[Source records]
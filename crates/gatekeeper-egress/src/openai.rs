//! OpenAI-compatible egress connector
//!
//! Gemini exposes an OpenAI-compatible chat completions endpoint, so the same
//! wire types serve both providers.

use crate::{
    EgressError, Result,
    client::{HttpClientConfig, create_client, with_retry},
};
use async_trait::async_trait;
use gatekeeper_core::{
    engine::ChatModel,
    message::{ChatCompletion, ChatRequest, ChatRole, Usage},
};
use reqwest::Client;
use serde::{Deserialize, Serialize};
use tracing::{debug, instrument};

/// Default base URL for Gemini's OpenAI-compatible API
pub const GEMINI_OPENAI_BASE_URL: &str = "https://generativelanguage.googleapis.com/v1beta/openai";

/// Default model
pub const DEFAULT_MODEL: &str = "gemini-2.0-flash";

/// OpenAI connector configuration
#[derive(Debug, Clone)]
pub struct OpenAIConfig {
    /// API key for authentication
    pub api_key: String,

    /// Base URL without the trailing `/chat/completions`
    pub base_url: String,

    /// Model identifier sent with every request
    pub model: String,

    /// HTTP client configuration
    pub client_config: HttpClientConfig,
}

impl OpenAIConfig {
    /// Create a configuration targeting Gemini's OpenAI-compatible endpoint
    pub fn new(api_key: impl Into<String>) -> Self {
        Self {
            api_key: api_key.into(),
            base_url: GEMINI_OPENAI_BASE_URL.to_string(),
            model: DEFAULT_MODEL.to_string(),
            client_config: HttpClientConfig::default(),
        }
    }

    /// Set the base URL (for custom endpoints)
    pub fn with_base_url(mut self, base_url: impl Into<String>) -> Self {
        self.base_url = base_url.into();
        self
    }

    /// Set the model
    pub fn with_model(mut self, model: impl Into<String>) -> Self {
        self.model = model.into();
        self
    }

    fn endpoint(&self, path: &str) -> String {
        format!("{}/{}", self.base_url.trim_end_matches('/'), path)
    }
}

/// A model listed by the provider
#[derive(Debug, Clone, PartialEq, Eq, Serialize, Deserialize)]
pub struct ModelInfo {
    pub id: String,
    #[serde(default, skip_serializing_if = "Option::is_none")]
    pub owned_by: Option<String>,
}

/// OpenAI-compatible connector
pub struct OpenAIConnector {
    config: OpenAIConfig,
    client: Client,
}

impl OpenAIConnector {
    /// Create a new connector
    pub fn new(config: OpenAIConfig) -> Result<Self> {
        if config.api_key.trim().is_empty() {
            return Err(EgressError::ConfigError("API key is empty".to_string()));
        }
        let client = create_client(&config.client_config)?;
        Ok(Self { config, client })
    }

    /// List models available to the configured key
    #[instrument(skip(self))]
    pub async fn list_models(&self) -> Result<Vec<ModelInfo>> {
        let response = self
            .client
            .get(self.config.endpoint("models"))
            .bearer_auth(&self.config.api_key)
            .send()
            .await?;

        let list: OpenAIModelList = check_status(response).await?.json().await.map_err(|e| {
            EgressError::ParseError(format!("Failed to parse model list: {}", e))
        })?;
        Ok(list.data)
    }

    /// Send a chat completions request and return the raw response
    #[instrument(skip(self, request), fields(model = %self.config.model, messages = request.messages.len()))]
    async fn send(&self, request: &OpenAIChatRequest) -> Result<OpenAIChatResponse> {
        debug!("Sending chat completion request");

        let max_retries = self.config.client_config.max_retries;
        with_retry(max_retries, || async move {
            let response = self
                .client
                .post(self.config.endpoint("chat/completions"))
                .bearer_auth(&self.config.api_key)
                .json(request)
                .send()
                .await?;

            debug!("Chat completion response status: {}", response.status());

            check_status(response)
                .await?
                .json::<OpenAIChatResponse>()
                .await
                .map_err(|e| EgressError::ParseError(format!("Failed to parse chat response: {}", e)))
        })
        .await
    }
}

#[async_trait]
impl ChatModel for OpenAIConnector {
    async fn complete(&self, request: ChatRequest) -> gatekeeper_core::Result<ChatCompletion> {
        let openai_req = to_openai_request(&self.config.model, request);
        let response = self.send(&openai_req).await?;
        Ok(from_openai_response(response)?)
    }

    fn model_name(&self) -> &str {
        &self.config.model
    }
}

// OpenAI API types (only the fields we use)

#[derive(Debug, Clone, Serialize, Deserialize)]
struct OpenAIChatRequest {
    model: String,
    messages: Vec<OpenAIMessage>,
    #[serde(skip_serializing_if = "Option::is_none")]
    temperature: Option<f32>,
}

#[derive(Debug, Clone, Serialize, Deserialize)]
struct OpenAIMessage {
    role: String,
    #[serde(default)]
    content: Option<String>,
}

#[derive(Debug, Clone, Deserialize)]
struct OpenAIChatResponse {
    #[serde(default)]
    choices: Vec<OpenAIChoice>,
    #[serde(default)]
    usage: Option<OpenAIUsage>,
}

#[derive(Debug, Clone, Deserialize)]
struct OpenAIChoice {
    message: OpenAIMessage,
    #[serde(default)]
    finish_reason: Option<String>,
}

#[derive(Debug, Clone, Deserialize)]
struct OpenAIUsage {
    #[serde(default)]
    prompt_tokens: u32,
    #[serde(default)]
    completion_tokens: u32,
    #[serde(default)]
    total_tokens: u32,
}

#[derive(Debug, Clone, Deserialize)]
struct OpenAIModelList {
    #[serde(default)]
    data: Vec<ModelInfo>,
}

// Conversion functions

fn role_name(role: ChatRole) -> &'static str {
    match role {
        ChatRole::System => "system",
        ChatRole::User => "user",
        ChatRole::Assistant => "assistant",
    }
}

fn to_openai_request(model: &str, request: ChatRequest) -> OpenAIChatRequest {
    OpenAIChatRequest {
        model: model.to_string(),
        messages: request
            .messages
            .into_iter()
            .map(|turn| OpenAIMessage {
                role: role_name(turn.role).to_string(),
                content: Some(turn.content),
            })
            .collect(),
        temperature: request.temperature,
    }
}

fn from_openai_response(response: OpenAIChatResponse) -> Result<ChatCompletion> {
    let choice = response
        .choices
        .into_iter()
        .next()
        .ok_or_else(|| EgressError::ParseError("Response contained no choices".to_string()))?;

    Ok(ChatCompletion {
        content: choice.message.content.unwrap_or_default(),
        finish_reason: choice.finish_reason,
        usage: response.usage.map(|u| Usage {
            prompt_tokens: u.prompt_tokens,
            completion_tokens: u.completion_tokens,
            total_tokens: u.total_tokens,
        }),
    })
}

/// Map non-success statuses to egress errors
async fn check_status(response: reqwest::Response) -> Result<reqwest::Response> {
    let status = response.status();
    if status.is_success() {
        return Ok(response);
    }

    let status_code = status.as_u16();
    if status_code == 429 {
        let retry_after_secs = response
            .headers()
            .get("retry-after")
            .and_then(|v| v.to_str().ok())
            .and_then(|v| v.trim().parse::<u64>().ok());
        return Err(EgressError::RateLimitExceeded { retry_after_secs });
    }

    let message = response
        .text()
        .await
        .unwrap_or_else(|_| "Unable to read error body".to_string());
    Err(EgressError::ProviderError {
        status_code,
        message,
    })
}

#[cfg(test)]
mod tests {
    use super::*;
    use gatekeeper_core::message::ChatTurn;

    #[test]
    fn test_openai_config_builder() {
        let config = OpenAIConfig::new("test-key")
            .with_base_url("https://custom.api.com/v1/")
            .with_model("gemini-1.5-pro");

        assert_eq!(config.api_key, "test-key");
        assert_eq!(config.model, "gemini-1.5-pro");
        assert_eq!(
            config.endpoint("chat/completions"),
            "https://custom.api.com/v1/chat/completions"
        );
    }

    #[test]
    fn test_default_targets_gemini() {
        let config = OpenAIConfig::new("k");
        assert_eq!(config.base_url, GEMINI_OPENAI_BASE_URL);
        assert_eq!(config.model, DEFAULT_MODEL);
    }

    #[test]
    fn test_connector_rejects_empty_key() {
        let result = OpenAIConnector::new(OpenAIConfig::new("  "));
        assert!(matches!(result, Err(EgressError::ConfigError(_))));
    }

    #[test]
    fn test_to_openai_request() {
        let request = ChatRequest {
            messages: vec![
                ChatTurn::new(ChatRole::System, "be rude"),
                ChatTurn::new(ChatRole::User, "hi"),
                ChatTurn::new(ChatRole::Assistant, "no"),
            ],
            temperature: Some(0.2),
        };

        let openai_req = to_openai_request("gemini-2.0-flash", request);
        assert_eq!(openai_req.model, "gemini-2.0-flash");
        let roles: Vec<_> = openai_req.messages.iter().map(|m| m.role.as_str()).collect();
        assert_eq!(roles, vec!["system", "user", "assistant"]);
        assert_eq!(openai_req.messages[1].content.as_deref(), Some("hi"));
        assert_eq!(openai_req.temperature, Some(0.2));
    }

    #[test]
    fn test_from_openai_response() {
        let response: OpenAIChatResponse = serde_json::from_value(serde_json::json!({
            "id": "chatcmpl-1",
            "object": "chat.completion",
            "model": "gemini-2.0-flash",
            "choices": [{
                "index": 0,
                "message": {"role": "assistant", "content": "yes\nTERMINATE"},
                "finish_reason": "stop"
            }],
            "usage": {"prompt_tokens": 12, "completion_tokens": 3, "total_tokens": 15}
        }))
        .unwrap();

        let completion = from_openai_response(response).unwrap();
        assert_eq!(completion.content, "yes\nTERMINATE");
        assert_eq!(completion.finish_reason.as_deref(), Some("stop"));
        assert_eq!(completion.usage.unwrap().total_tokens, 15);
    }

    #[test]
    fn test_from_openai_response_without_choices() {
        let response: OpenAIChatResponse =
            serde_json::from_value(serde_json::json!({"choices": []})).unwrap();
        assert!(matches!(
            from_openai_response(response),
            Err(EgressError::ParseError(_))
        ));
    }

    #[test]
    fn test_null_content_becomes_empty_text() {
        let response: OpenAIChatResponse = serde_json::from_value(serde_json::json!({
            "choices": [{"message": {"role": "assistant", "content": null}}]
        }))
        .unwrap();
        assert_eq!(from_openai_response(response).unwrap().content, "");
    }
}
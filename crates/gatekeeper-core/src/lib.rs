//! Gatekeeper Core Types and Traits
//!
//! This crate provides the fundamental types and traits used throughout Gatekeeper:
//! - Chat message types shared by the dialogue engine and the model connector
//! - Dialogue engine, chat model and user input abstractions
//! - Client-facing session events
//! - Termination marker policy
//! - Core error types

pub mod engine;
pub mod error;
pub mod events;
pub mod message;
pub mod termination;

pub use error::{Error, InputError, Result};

== Activity ==
The lines holding the word "OpenAIMessage" are the answer. Find them in the entries and copy them.

== Response area ==
    messages: Vec<OpenAIMessage>,
struct OpenAIMessage {
    message: OpenAIMessage,
            .map(|turn| OpenAIMessage {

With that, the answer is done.